Jim Welsh of Welsh Money Management has been publishing his monthly investment letter, “The Financial Commentator”, since 1985. His analysis focuses on Federal Reserve monetary policy, and how policy affects the economy and the financial markets.
Investment letter – April 3, 2009
In the last three weeks, three significant policy announcements have been made. The Federal Reserve stated it is firmly committed to Quantitative Easing and will double its balance sheet before the end of 2009. Treasury Secretary Geithner announced a plan to get toxic assets off of bank balance sheets. And yesterday, FASB announced it is going to give bankers the discretion of valuing their toxic assets. Although the market initially responded favorably to each announcement, it did subsequently sell off after the Fed’s and Geithner’s announcements in the following days. This indicates that there is still a fair amount of selling pressure in the market.
The market has also been responding to economic news that has been viewed as being ‘positive’. On Tuesday, consumer confidence went up from 25.3 to 26 in February. Yippee! Too bad that the 25.3 in January was lowest number ever recorded since they started keeping records in 1967. On Wednesday, construction spending was reported down .9% in February, rather than the -1.5% expected. Good news!
But if one bothers to look at the data a different picture shows up. In January, non-residential construction was down -4.3%, largest drop in 15 years. In February, non-residential spending was up .3%, which is why the overall number wasn’t as negative. In effect, it declined 14 times as much in January as it rose in February, and that’s good news?

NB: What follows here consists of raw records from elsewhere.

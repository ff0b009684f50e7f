use std::collections::VecDeque;

use chrono::{
    DateTime, Datelike, Duration, FixedOffset, NaiveDate, NaiveDateTime, TimeZone, Timelike, Utc,
};
use serde::Serialize;

use crate::routines::{RoutineMisfirePolicy, RoutineSchedule, RoutineTriggerType};

/// Upper bound on occurrences walked for a single cron routine in one pass.
/// A year of per-minute firings; anything beyond is counted as dropped.
const MAX_CRON_SCAN: u64 = 366 * 24 * 60;

const CRON_SEARCH_YEARS: i64 = 5;

#[derive(Debug, Clone, PartialEq, Eq, thiserror::Error)]
pub enum ScheduleError {
    #[error("interval_seconds must be > 0")]
    InvalidInterval,
    #[error("invalid cron expression `{expression}`: {detail}")]
    InvalidCron { expression: String, detail: String },
    #[error("unsupported timezone `{timezone}`; use UTC or a fixed offset like +02:00")]
    InvalidTimezone { timezone: String },
}

pub fn parse_timezone(raw: &str) -> Result<FixedOffset, ScheduleError> {
    let invalid = || ScheduleError::InvalidTimezone {
        timezone: raw.to_string(),
    };
    let mut value = raw.trim();
    if value.is_empty()
        || value == "Z"
        || value.eq_ignore_ascii_case("utc")
        || value.eq_ignore_ascii_case("gmt")
    {
        return FixedOffset::east_opt(0).ok_or_else(invalid);
    }
    for prefix in ["UTC", "utc", "GMT", "gmt"] {
        if let Some(rest) = value.strip_prefix(prefix) {
            value = rest;
            break;
        }
    }
    let (sign, rest) = if let Some(rest) = value.strip_prefix('+') {
        (1, rest)
    } else if let Some(rest) = value.strip_prefix('-') {
        (-1, rest)
    } else {
        return Err(invalid());
    };
    let (hours, minutes) = match rest.split_once(':') {
        Some((hours, minutes)) => (hours, minutes),
        None if rest.len() == 4 => rest.split_at(2),
        None if !rest.is_empty() && rest.len() <= 2 => (rest, "0"),
        None => return Err(invalid()),
    };
    let hours = hours.parse::<i32>().map_err(|_| invalid())?;
    let minutes = minutes.parse::<i32>().map_err(|_| invalid())?;
    if !(0..=14).contains(&hours) || !(0..60).contains(&minutes) {
        return Err(invalid());
    }
    FixedOffset::east_opt(sign * (hours * 3600 + minutes * 60)).ok_or_else(invalid)
}

#[derive(Debug, Clone, Copy, PartialEq, Eq)]
struct FieldSet(u64);

impl FieldSet {
    fn contains(self, value: u32) -> bool {
        value < 64 && self.0 & (1u64 << value) != 0
    }
}

/// Five-field cron expression: minute hour day-of-month month day-of-week.
#[derive(Debug, Clone, PartialEq, Eq)]
pub struct CronExpr {
    minutes: FieldSet,
    hours: FieldSet,
    days_of_month: FieldSet,
    months: FieldSet,
    days_of_week: FieldSet,
    dom_restricted: bool,
    dow_restricted: bool,
}

impl CronExpr {
    pub fn parse(expression: &str) -> Result<Self, ScheduleError> {
        let invalid = |detail: String| ScheduleError::InvalidCron {
            expression: expression.to_string(),
            detail,
        };
        let fields = expression.split_whitespace().collect::<Vec<_>>();
        if fields.len() != 5 {
            return Err(invalid(format!("expected 5 fields, found {}", fields.len())));
        }
        let minutes = parse_field(fields[0], 0, 59, "minute").map_err(&invalid)?;
        let hours = parse_field(fields[1], 0, 23, "hour").map_err(&invalid)?;
        let days_of_month = parse_field(fields[2], 1, 31, "day-of-month").map_err(&invalid)?;
        let months = parse_field(fields[3], 1, 12, "month").map_err(&invalid)?;
        let mut days_of_week = parse_field(fields[4], 0, 7, "day-of-week").map_err(&invalid)?;
        // 7 is an alias for Sunday.
        if days_of_week.contains(7) {
            days_of_week = FieldSet((days_of_week.0 | 1) & !(1u64 << 7));
        }
        Ok(Self {
            minutes,
            hours,
            days_of_month,
            months,
            days_of_week,
            dom_restricted: !fields[2].starts_with('*'),
            dow_restricted: !fields[4].starts_with('*'),
        })
    }

    fn day_matches(&self, date: NaiveDate) -> bool {
        let dom = self.days_of_month.contains(date.day());
        let dow = self
            .days_of_week
            .contains(date.weekday().num_days_from_sunday());
        if self.dom_restricted && self.dow_restricted {
            dom || dow
        } else {
            dom && dow
        }
    }

    /// First matching minute strictly after `after`, in `after`'s offset.
    pub fn next_after(&self, after: DateTime<FixedOffset>) -> Option<DateTime<FixedOffset>> {
        let offset = *after.offset();
        let start = after
            .naive_local()
            .with_second(0)?
            .with_nanosecond(0)?
            .checked_add_signed(Duration::minutes(1))?;
        let limit = start.checked_add_signed(Duration::days(366 * CRON_SEARCH_YEARS))?;
        let mut cursor = start;
        while cursor <= limit {
            let date = cursor.date();
            if !self.months.contains(date.month()) {
                cursor = first_of_next_month(date)?;
                continue;
            }
            if !self.day_matches(date) {
                cursor = date.succ_opt()?.and_hms_opt(0, 0, 0)?;
                continue;
            }
            if !self.hours.contains(cursor.hour()) {
                cursor = date
                    .and_hms_opt(cursor.hour(), 0, 0)?
                    .checked_add_signed(Duration::hours(1))?;
                continue;
            }
            if !self.minutes.contains(cursor.minute()) {
                cursor = cursor.checked_add_signed(Duration::minutes(1))?;
                continue;
            }
            return offset.from_local_datetime(&cursor).single();
        }
        None
    }
}

fn first_of_next_month(date: NaiveDate) -> Option<NaiveDateTime> {
    let (year, month) = if date.month() == 12 {
        (date.year() + 1, 1)
    } else {
        (date.year(), date.month() + 1)
    };
    NaiveDate::from_ymd_opt(year, month, 1)?.and_hms_opt(0, 0, 0)
}

fn parse_field(raw: &str, min: u32, max: u32, name: &str) -> Result<FieldSet, String> {
    let mut bits = 0u64;
    for part in raw.split(',') {
        let (range, step) = match part.split_once('/') {
            Some((range, step)) => {
                let step = step
                    .parse::<u32>()
                    .map_err(|_| format!("{name}: invalid step `{step}`"))?;
                if step == 0 {
                    return Err(format!("{name}: step must be > 0"));
                }
                (range, step)
            }
            None => (part, 1),
        };
        let number = |value: &str| {
            value
                .parse::<u32>()
                .ok()
                .filter(|value| (min..=max).contains(value))
                .ok_or_else(|| format!("{name}: `{value}` outside {min}-{max}"))
        };
        let (start, end) = if range == "*" {
            (min, max)
        } else if let Some((lo, hi)) = range.split_once('-') {
            let (lo, hi) = (number(lo)?, number(hi)?);
            if lo > hi {
                return Err(format!("{name}: descending range `{range}`"));
            }
            (lo, hi)
        } else {
            let value = number(range)?;
            // `5/15` means every 15 starting at 5.
            if part.contains('/') {
                (value, max)
            } else {
                (value, value)
            }
        };
        let mut value = start;
        while value <= end {
            bits |= 1u64 << value;
            value += step;
        }
    }
    Ok(FieldSet(bits))
}

/// A routine schedule bound to its timezone.
#[derive(Debug, Clone)]
pub enum CompiledSchedule {
    Interval { interval_ms: u64 },
    Cron { expr: CronExpr, offset: FixedOffset },
}

impl CompiledSchedule {
    pub fn compile(schedule: &RoutineSchedule, timezone: &str) -> Result<Self, ScheduleError> {
        let offset = parse_timezone(timezone)?;
        match schedule {
            RoutineSchedule::IntervalSeconds { seconds } => {
                if *seconds == 0 {
                    return Err(ScheduleError::InvalidInterval);
                }
                Ok(Self::Interval {
                    interval_ms: seconds.saturating_mul(1000),
                })
            }
            RoutineSchedule::Cron { expression } => Ok(Self::Cron {
                expr: CronExpr::parse(expression)?,
                offset,
            }),
        }
    }

    pub fn next_after(&self, after_ms: u64) -> Option<u64> {
        match self {
            Self::Interval { interval_ms } => after_ms.checked_add(*interval_ms),
            Self::Cron { expr, offset } => {
                let after = Utc
                    .timestamp_millis_opt(i64::try_from(after_ms).ok()?)
                    .single()?
                    .with_timezone(offset);
                let next = expr.next_after(after)?;
                u64::try_from(next.timestamp_millis()).ok()
            }
        }
    }

    /// Occurrences in `[next_fire_at_ms, now_ms]`, keeping only the newest
    /// `keep` timestamps.
    pub fn due_occurrences(&self, next_fire_at_ms: u64, now_ms: u64, keep: usize) -> DueOccurrences {
        if now_ms < next_fire_at_ms {
            return DueOccurrences {
                total: 0,
                newest: Vec::new(),
                next_fire_at_ms: Some(next_fire_at_ms),
                overdue: false,
            };
        }
        match self {
            Self::Interval { interval_ms } => {
                let interval_ms = (*interval_ms).max(1);
                let total = (now_ms - next_fire_at_ms) / interval_ms + 1;
                let first_kept = total.saturating_sub(keep as u64);
                let newest = (first_kept..total)
                    .map(|idx| next_fire_at_ms + idx * interval_ms)
                    .collect();
                DueOccurrences {
                    total,
                    newest,
                    next_fire_at_ms: next_fire_at_ms.checked_add(total.saturating_mul(interval_ms)),
                    overdue: now_ms - next_fire_at_ms > interval_ms,
                }
            }
            Self::Cron { .. } => {
                let mut newest = VecDeque::with_capacity(keep.min(64));
                let mut total = 0u64;
                let mut overdue = false;
                let mut cursor = Some(next_fire_at_ms);
                while let Some(at) = cursor {
                    if at > now_ms {
                        break;
                    }
                    total += 1;
                    // The oldest occurrence is more than one period late once
                    // the one after it is already in the past.
                    if total == 2 {
                        overdue = at < now_ms;
                    }
                    if keep > 0 {
                        if newest.len() == keep {
                            newest.pop_front();
                        }
                        newest.push_back(at);
                    }
                    if total >= MAX_CRON_SCAN {
                        tracing::warn!(next_fire_at_ms, now_ms, "cron backlog scan capped");
                        cursor = self.next_after(now_ms);
                        break;
                    }
                    cursor = self.next_after(at);
                }
                DueOccurrences {
                    total,
                    newest: newest.into_iter().collect(),
                    next_fire_at_ms: cursor,
                    overdue,
                }
            }
        }
    }
}

#[derive(Debug, Clone, PartialEq, Eq)]
pub struct DueOccurrences {
    pub total: u64,
    /// Ascending.
    pub newest: Vec<u64>,
    pub next_fire_at_ms: Option<u64>,
    /// The oldest due occurrence is late by more than one schedule period.
    pub overdue: bool,
}

#[derive(Debug, Clone, PartialEq, Eq, Serialize)]
pub struct PlannedRun {
    pub scheduled_for_ms: u64,
    pub trigger_type: RoutineTriggerType,
}

#[derive(Debug, Clone, PartialEq, Eq, Default, Serialize)]
pub struct MisfirePlan {
    /// Oldest first.
    pub runs: Vec<PlannedRun>,
    pub dropped: u64,
    pub misfired: bool,
}

/// How many due occurrences are worth retaining for `policy`.
pub fn retained_occurrences(policy: &RoutineMisfirePolicy, max_runs_per_trigger: Option<u32>) -> usize {
    match policy {
        RoutineMisfirePolicy::Skip | RoutineMisfirePolicy::RunOnce => 1,
        RoutineMisfirePolicy::CatchUp { max_runs } => catch_up_limit(*max_runs, max_runs_per_trigger),
    }
}

fn catch_up_limit(max_runs: u32, max_runs_per_trigger: Option<u32>) -> usize {
    let limit = match max_runs_per_trigger {
        Some(budget) => max_runs.min(budget),
        None => max_runs,
    };
    limit.max(1) as usize
}

/// Resolves what to launch for the due occurrences plus any occurrences left
/// over from a failed launch. A routine misfires when its oldest due
/// occurrence is late by more than one period or a failed launch is pending;
/// catch-up keeps the newest and launches them oldest first.
pub fn resolve_misfire(
    policy: &RoutineMisfirePolicy,
    due: &DueOccurrences,
    retry_occurrences: &[u64],
    max_runs_per_trigger: Option<u32>,
) -> MisfirePlan {
    let mut candidates = retry_occurrences
        .iter()
        .copied()
        .chain(due.newest.iter().copied())
        .collect::<Vec<_>>();
    candidates.sort_unstable();
    candidates.dedup();
    let pending = due.total + retry_occurrences.len() as u64;
    if pending == 0 || candidates.is_empty() {
        return MisfirePlan::default();
    }
    let misfired = due.overdue || !retry_occurrences.is_empty();
    if !misfired {
        let runs = candidates
            .iter()
            .map(|scheduled_for_ms| PlannedRun {
                scheduled_for_ms: *scheduled_for_ms,
                trigger_type: RoutineTriggerType::Scheduled,
            })
            .collect::<Vec<_>>();
        return MisfirePlan {
            dropped: pending.saturating_sub(runs.len() as u64),
            runs,
            misfired,
        };
    }
    let (kept, trigger_type) = match policy {
        RoutineMisfirePolicy::Skip => (0, RoutineTriggerType::Scheduled),
        RoutineMisfirePolicy::RunOnce => (1, RoutineTriggerType::RunOnce),
        RoutineMisfirePolicy::CatchUp { max_runs } => (
            catch_up_limit(*max_runs, max_runs_per_trigger).min(candidates.len()),
            RoutineTriggerType::CatchUp,
        ),
    };
    let runs = candidates[candidates.len() - kept..]
        .iter()
        .map(|scheduled_for_ms| PlannedRun {
            scheduled_for_ms: *scheduled_for_ms,
            trigger_type,
        })
        .collect::<Vec<_>>();
    MisfirePlan {
        dropped: pending.saturating_sub(runs.len() as u64),
        runs,
        misfired,
    }
}
use chrono::{DateTime, Utc};
use serde_json::{Map, Value};
use tracing::warn;

use crate::db::{ChatMessage, DocumentStore, StoreError, CHAT_MESSAGE_COLLECTION};

const FALLBACK_PAGES: i64 = 7;

/// Page number when nothing could be persisted: always in 1..=7.
pub fn fallback_page(now: DateTime<Utc>) -> u32 {
    (now.timestamp().rem_euclid(FALLBACK_PAGES) + 1) as u32
}

/// Stores the message and counts its thread. The count includes the message just written.
pub fn persist_and_count(store: &dyn DocumentStore, message: &ChatMessage) -> Result<u32, StoreError> {
    let record = serde_json::to_value(message)?;
    store.create(CHAT_MESSAGE_COLLECTION, &record)?;

    let thread_id = match &message.thread_id {
        Some(id) => id,
        None => return Ok(1),
    };

    let mut filter = Map::new();
    filter.insert("thread_id".to_string(), Value::String(thread_id.clone()));
    let existing = store.query(CHAT_MESSAGE_COLLECTION, &filter)?;

    Ok(existing.len() as u32 + 1)
}

/// Best-effort persistence. Store failures never reach the caller; they degrade to a clock-derived page.
pub fn record_message(store: &dyn DocumentStore, message: &ChatMessage, now: DateTime<Utc>) -> u32 {
    match persist_and_count(store, message) {
        Ok(page) => page,
        Err(e) => {
            warn!("Chat message not persisted ({}): {}", store.name(), e);
            fallback_page(now)
        }
    }
}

This morning the Labor Department announced that another 663,000 jobs were lost in March, bringing the total job losses since December 2007 to 5.1 million. The average work week dropped to 33.2 hours, a new record low. In the next six months, the economy will lose at least another 2 million jobs, and the unemployment rate will exceed 10%. The jobs decline and lower personal income will cause default rates on every type of credit to increase, which will increase bank losses, and curb consumer demand. This will continue to be a very difficult environment for most companies to generate earnings.
The announcements by the Fed, Treasury, and FASB will provide some incremental help for the banking system. But they will not keep home prices from falling further, credit card default rates from climbing, commercial real estate values from declining either, and another 2 million jobs will be lost in the next 6 months. The charts below show that the credit markets for residential and commercial real estate have not improved despite these announcements.
As I wrote in the March 23 letter, “Between 1966 and 1982, the absolute price low was made in December 1974 when the DJIA traded at 577, even though the secular bear market ran for almost 8 more years. My hope is that the March 6 low will be the low for this secular bear market.” The odds have increased that the March 6 low will hold for an extended time. However, the challenges are still so great that preservation of capital should remain the primary goal. Bull markets climb a wall of worry. But can this market jump the crater that persists in the banking system, credit market, and real economy? Not without a correction. My guess is that the initial rally off the March 6 low is just about over, since there are no more policy rabbits to be pulled from the government’s hat. I don’t think the S&P will get over 860, without first undergoing a correction. Although the market may hold up for a week or two, a pullback to 760-775 is coming. And if those rabbits prove to be scarecrows, and fail to deliver the help needed and now expected, a decline to lower levels is not out of the question.